# What you should do:
If a line holds the word "struct", copy it from the entries.

Saved data entries
════════════════════

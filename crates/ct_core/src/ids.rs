//! crates/ct_core/src/ids.rs
//! Identity keys: `SchoolName` (school identity) and `Test` (subject + grade).
//! Deterministic, strict shapes; no I/O.

use alloc::string::{String, ToString};
use core::fmt;
use core::str::FromStr;

#[cfg(feature = "serde")]
use serde::{Deserialize, Deserializer, Serialize, Serializer};

use crate::domain::{Grade, Subject, MAX_GRADE, MIN_GRADE};
use crate::errors::CoreError;

const SCHOOL_NAME_MAX_LEN: usize = 128;

/* -------------------------------------------------------------------------- */
/*                                 SchoolName                                 */
/* -------------------------------------------------------------------------- */

/// School name. Two schools are the same school iff their names match exactly.
#[derive(Clone, Eq, PartialEq, Ord, PartialOrd, Hash, Debug)]
#[cfg_attr(feature = "serde", derive(Serialize))]
#[cfg_attr(feature = "serde", serde(transparent))]
pub struct SchoolName(String);

impl SchoolName {
    pub fn as_str(&self) -> &str { &self.0 }
}

#[inline]
fn is_valid_school_name(s: &str) -> bool {
    !s.is_empty()
        && s.len() <= SCHOOL_NAME_MAX_LEN
        && s.trim() == s
        && !s.chars().any(|c| c.is_control())
}

impl fmt::Display for SchoolName {
    fn fmt(&self, f: &mut fmt::Formatter<'_>) -> fmt::Result {
        f.write_str(&self.0)
    }
}

impl FromStr for SchoolName {
    type Err = CoreError;
    fn from_str(s: &str) -> Result<Self, Self::Err> {
        if is_valid_school_name(s) { Ok(Self(s.to_string())) } else { Err(CoreError::InvalidSchoolName) }
    }
}

#[cfg(feature = "serde")]
impl<'de> Deserialize<'de> for SchoolName {
    fn deserialize<D: Deserializer<'de>>(d: D) -> Result<Self, D::Error> {
        let s = String::deserialize(d)?;
        s.parse().map_err(serde::de::Error::custom)
    }
}

/* -------------------------------------------------------------------------- */
/*                                    Test                                    */
/* -------------------------------------------------------------------------- */

/// One administered test: a subject at a grade. Wire shape is `"<subject><grade>"`,
/// e.g. `"N8"` or `"S12"`.
#[derive(Clone, Copy, Eq, PartialEq, Ord, PartialOrd, Hash, Debug)]
pub struct Test {
    subject: Subject,
    grade: Grade,
}

impl Test {
    pub fn new(subject: Subject, grade: Grade) -> Result<Self, CoreError> {
        if !(MIN_GRADE..=MAX_GRADE).contains(&grade) {
            return Err(CoreError::GradeOutOfRange(grade));
        }
        Ok(Self { subject, grade })
    }

    #[inline]
    pub fn subject(&self) -> Subject { self.subject }

    #[inline]
    pub fn grade(&self) -> Grade { self.grade }
}

impl fmt::Display for Test {
    fn fmt(&self, f: &mut fmt::Formatter<'_>) -> fmt::Result {
        write!(f, "{}{}", self.subject, self.grade)
    }
}

impl FromStr for Test {
    type Err = CoreError;
    fn from_str(s: &str) -> Result<Self, Self::Err> {
        if !s.is_ascii() || s.len() < 2 {
            return Err(CoreError::InvalidTest);
        }
        let (subj, grade) = s.split_at(1);
        let subject: Subject = subj.parse().map_err(|_| CoreError::InvalidTest)?;
        // No leading zero, so "N08" never aliases "N8".
        if !grade.bytes().all(|b| b.is_ascii_digit()) || grade.len() > 2 || grade.starts_with('0') {
            return Err(CoreError::InvalidTest);
        }
        let grade: Grade = grade.parse().map_err(|_| CoreError::InvalidTest)?;
        Test::new(subject, grade)
    }
}

#[cfg(feature = "serde")]
impl Serialize for Test {
    fn serialize<S: Serializer>(&self, s: S) -> Result<S::Ok, S::Error> {
        s.collect_str(self)
    }
}

#[cfg(feature = "serde")]
impl<'de> Deserialize<'de> for Test {
    fn deserialize<D: Deserializer<'de>>(d: D) -> Result<Self, D::Error> {
        let s = String::deserialize(d)?;
        s.parse().map_err(serde::de::Error::custom)
    }
}
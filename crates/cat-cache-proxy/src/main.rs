//! cat-cache-proxy - read-through cache for http.cat images
//!
//! Serves `{cache}/{code}.jpeg` when present and otherwise fetches the
//! image from the upstream, stores it and returns it.

use cat_cache_proxy::{start_server, Args, Result, ServerState, SharedState};
use clap::Parser;
use std::sync::Arc;
use tracing::{error, info};
use tracing_subscriber::{prelude::*, EnvFilter};

#[tokio::main]
async fn main() -> Result<()> {
    // Usage errors exit here, before anything else runs
    let config = Args::parse().into_config();

    // Initialize logging
    let env_filter =
        EnvFilter::from_default_env().add_directive("cat_cache_proxy=info".parse()?);

    // Use JSON format for GCP Cloud Logging when LOG_FORMAT=json
    if std::env::var("LOG_FORMAT")
        .map(|v| v == "json")
        .unwrap_or(false)
    {
        tracing_subscriber::registry()
            .with(env_filter)
            .with(tracing_stackdriver::layer())
            .init();
    } else {
        tracing_subscriber::fmt().with_env_filter(env_filter).init();
    };

    info!("Starting cat-cache-proxy...");
    info!("Cache dir: {:?}", config.cache_dir);
    info!("Upstream: {}", config.upstream_url);

    let state = ServerState::from_config(&config)?;
    if let Err(e) = state.cache.init().await {
        error!(cache_dir = ?config.cache_dir, error = %e, "Failed to create cache directory");
        return Err(e.into());
    }

    let state: SharedState = Arc::new(state);

    start_server(state, &config.host, config.port).await?;

    Ok(())
}
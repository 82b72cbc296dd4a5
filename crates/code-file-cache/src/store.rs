//! File-backed cache store

use crate::error::{CacheError, Result};
use crate::key::CacheKey;
use bytes::Bytes;
use std::path::{Path, PathBuf};
use tokio::fs;
use tracing::{debug, info};

/// Extension appended to every cache entry filename
pub const ENTRY_EXTENSION: &str = "jpeg";

/// A cache that stores one file per key under a root directory
#[derive(Debug, Clone)]
pub struct FileCache {
    /// Directory where cached images are stored
    root: PathBuf,
}

impl FileCache {
    /// Create a new file cache rooted at `root`
    pub fn new(root: impl Into<PathBuf>) -> Self {
        Self { root: root.into() }
    }

    /// Initialize the cache by ensuring the cache directory exists
    pub async fn init(&self) -> Result<()> {
        fs::create_dir_all(&self.root)
            .await
            .map_err(|e| CacheError::Io(Box::new(e)))?;
        info!(cache_dir = ?self.root, "Cache initialized");
        Ok(())
    }

    pub fn root(&self) -> &Path {
        &self.root
    }

    /// Location of the entry for `key`: `{root}/{key}.jpeg`
    pub fn entry_path(&self, key: &CacheKey) -> PathBuf {
        self.root.join(format!("{}.{}", key, ENTRY_EXTENSION))
    }

    /// Read the stored bytes at `path`
    pub async fn read(&self, path: &Path) -> Result<Bytes> {
        let data = fs::read(path).await?;
        debug!(path = ?path, size = data.len(), "Read cache entry");
        Ok(Bytes::from(data))
    }

    /// Write `data` to `path`, replacing any previous entry.
    ///
    /// This is a plain write, so a concurrent reader may observe a partial
    /// file while it is in progress. Every failure, including a missing
    /// cache root, is reported as [`CacheError::Io`].
    pub async fn write(&self, path: &Path, data: &[u8]) -> Result<()> {
        fs::write(path, data)
            .await
            .map_err(|e| CacheError::Io(Box::new(e)))?;
        debug!(path = ?path, size = data.len(), "Wrote cache entry");
        Ok(())
    }

    /// Remove the entry at `path`
    pub async fn delete(&self, path: &Path) -> Result<()> {
        fs::remove_file(path).await?;
        debug!(path = ?path, "Deleted cache entry");
        Ok(())
    }
}
//! Error types for the http.cat client

use std::fmt;

#[derive(Debug)]
pub enum HttpCatError {
    /// Transport-level failure (connect, TLS, body read)
    Http(Box<reqwest::Error>),
    /// The upstream answered with something other than 200 OK
    Status(u16),
}

impl fmt::Display for HttpCatError {
    fn fmt(&self, f: &mut fmt::Formatter<'_>) -> fmt::Result {
        match self {
            HttpCatError::Http(err) => write!(f, "HTTP error: {}", err),
            HttpCatError::Status(code) => write!(f, "Upstream returned status {}", code),
        }
    }
}

impl std::error::Error for HttpCatError {
    fn source(&self) -> Option<&(dyn std::error::Error + 'static)> {
        match self {
            HttpCatError::Http(err) => Some(err.as_ref()),
            HttpCatError::Status(_) => None,
        }
    }
}

impl From<reqwest::Error> for HttpCatError {
    fn from(err: reqwest::Error) -> Self {
        HttpCatError::Http(Box::new(err))
    }
}

pub type Result<T> = std::result::Result<T, HttpCatError>;
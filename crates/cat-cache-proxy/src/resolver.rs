//! Maps request paths to cache keys and entry locations

use crate::error::RequestError;
use code_file_cache::{CacheKey, FileCache};
use std::path::PathBuf;

/// A validated request target
#[derive(Debug, Clone, PartialEq, Eq)]
pub struct ResolvedPath {
    pub key: CacheKey,
    pub file_path: PathBuf,
}

/// Resolve a request target such as `/404` against the cache.
///
/// The target (path plus any query string) must be a single `/` followed
/// by one or more ASCII digits. Anything else, including `/404?x=1` and
/// `/404?`, is a bad request and has no side effects.
pub fn resolve(raw_path: &str, cache: &FileCache) -> Result<ResolvedPath, RequestError> {
    let raw_key = raw_path
        .strip_prefix('/')
        .ok_or(RequestError::BadRequest)?;
    let key = CacheKey::parse(raw_key).map_err(|_| RequestError::BadRequest)?;
    let file_path = cache.entry_path(&key);

    Ok(ResolvedPath { key, file_path })
}
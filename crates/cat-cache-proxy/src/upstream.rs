//! Upstream image source used on cache misses

use async_trait::async_trait;
use bytes::Bytes;
use code_file_cache::CacheKey;
use http_cat_client::HttpCatClient;

/// Something that can produce the image for a key when it is not cached
#[async_trait]
pub trait Upstream: Send + Sync {
    async fn fetch(&self, key: &CacheKey) -> http_cat_client::Result<Bytes>;
}

#[async_trait]
impl Upstream for HttpCatClient {
    async fn fetch(&self, key: &CacheKey) -> http_cat_client::Result<Bytes> {
        HttpCatClient::fetch(self, key).await
    }
}
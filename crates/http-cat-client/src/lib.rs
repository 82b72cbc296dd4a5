//! http.cat client
//!
//! Fetches the image for a numeric status code from `https://http.cat`
//! (or any service with the same `/{code}` layout).

pub mod client;
pub mod error;

pub use client::HttpCatClient;
pub use error::{HttpCatError, Result};
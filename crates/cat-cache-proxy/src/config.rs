//! Command-line configuration

use clap::Parser;
use http_cat_client::HttpCatClient;
use std::path::PathBuf;
use std::time::Duration;

/// Default limit for PUT bodies (16 MiB)
pub const DEFAULT_MAX_BODY_BYTES: usize = 16 * 1024 * 1024;

/// Caching proxy for http.cat status code images
#[derive(Debug, Parser)]
#[command(name = "cat-cache-proxy", version, about)]
pub struct Args {
    /// Address to listen on
    #[arg(short = 'H', long)]
    pub host: String,

    /// Port to listen on
    #[arg(short, long)]
    pub port: u16,

    /// Cache directory, created if it does not exist
    #[arg(short, long)]
    pub cache: PathBuf,

    /// Base URL of the image service
    #[arg(long, default_value = HttpCatClient::DEFAULT_BASE_URL)]
    pub upstream: String,

    /// Timeout for upstream requests in seconds (no timeout when unset)
    #[arg(long)]
    pub upstream_timeout_secs: Option<u64>,

    /// Maximum accepted PUT body size in bytes
    #[arg(long, default_value_t = DEFAULT_MAX_BODY_BYTES)]
    pub max_body_bytes: usize,
}

impl Args {
    pub fn into_config(self) -> ProxyConfig {
        ProxyConfig {
            host: self.host,
            port: self.port,
            cache_dir: self.cache,
            upstream_url: self.upstream,
            upstream_timeout: self.upstream_timeout_secs.map(Duration::from_secs),
            max_body_bytes: self.max_body_bytes,
        }
    }
}

/// Resolved configuration, built once at startup and handed to the server
#[derive(Debug, Clone)]
pub struct ProxyConfig {
    pub host: String,
    pub port: u16,
    pub cache_dir: PathBuf,
    pub upstream_url: String,
    pub upstream_timeout: Option<Duration>,
    pub max_body_bytes: usize,
}

impl ProxyConfig {
    /// Configuration with defaults for everything except the required values
    pub fn new(host: impl Into<String>, port: u16, cache_dir: impl Into<PathBuf>) -> Self {
        Self {
            host: host.into(),
            port,
            cache_dir: cache_dir.into(),
            upstream_url: HttpCatClient::DEFAULT_BASE_URL.to_string(),
            upstream_timeout: None,
            max_body_bytes: DEFAULT_MAX_BODY_BYTES,
        }
    }
}

#[cfg(test)]
mod tests {
    use super::*;
    use clap::error::ErrorKind;
    use clap::CommandFactory;

    #[test]
    fn test_command_is_well_formed() {
        Args::command().debug_assert();
    }

    #[test]
    fn test_parse_required_options() {
        let args = Args::try_parse_from([
            "cat-cache-proxy",
            "--host",
            "127.0.0.1",
            "--port",
            "3000",
            "--cache",
            "./cache",
        ])
        .unwrap();

        let config = args.into_config();
        assert_eq!(config.host, "127.0.0.1");
        assert_eq!(config.port, 3000);
        assert_eq!(config.cache_dir, PathBuf::from("./cache"));
        assert_eq!(config.upstream_url, "https://http.cat");
        assert_eq!(config.upstream_timeout, None);
        assert_eq!(config.max_body_bytes, DEFAULT_MAX_BODY_BYTES);
    }

    #[test]
    fn test_parse_short_options() {
        let args =
            Args::try_parse_from(["cat-cache-proxy", "-H", "0.0.0.0", "-p", "8080", "-c", "/tmp/c"])
                .unwrap();
        assert_eq!(args.host, "0.0.0.0");
        assert_eq!(args.port, 8080);
        assert_eq!(args.cache, PathBuf::from("/tmp/c"));
    }

    #[test]
    fn test_parse_optional_options() {
        let config = Args::try_parse_from([
            "cat-cache-proxy",
            "-H",
            "localhost",
            "-p",
            "3000",
            "-c",
            "cache",
            "--upstream",
            "http://localhost:9999",
            "--upstream-timeout-secs",
            "10",
            "--max-body-bytes",
            "1024",
        ])
        .unwrap()
        .into_config();

        assert_eq!(config.upstream_url, "http://localhost:9999");
        assert_eq!(config.upstream_timeout, Some(Duration::from_secs(10)));
        assert_eq!(config.max_body_bytes, 1024);
    }

    #[test]
    fn test_missing_required_option_is_usage_error() {
        for argv in [
            vec!["cat-cache-proxy", "--port", "3000", "--cache", "c"],
            vec!["cat-cache-proxy", "--host", "h", "--cache", "c"],
            vec!["cat-cache-proxy", "--host", "h", "--port", "3000"],
        ] {
            let err = Args::try_parse_from(argv).unwrap_err();
            assert_eq!(err.kind(), ErrorKind::MissingRequiredArgument);
        }
    }

    #[test]
    fn test_invalid_port_is_rejected() {
        let err = Args::try_parse_from([
            "cat-cache-proxy",
            "--host",
            "h",
            "--port",
            "70000",
            "--cache",
            "c",
        ])
        .unwrap_err();
        assert_eq!(err.kind(), ErrorKind::ValueValidation);
    }

    #[test]
    fn test_proxy_config_new_defaults() {
        let config = ProxyConfig::new("127.0.0.1", 0, "/tmp/cache");
        assert_eq!(config.upstream_url, HttpCatClient::DEFAULT_BASE_URL);
        assert_eq!(config.max_body_bytes, DEFAULT_MAX_BODY_BYTES);
    }
}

════════════════════

# Output of the exercise:
pub struct SchoolName(String);
pub struct Test {
pub struct FileCache {
pub struct ResolvedPath {
pub struct Args {
pub struct ProxyConfig {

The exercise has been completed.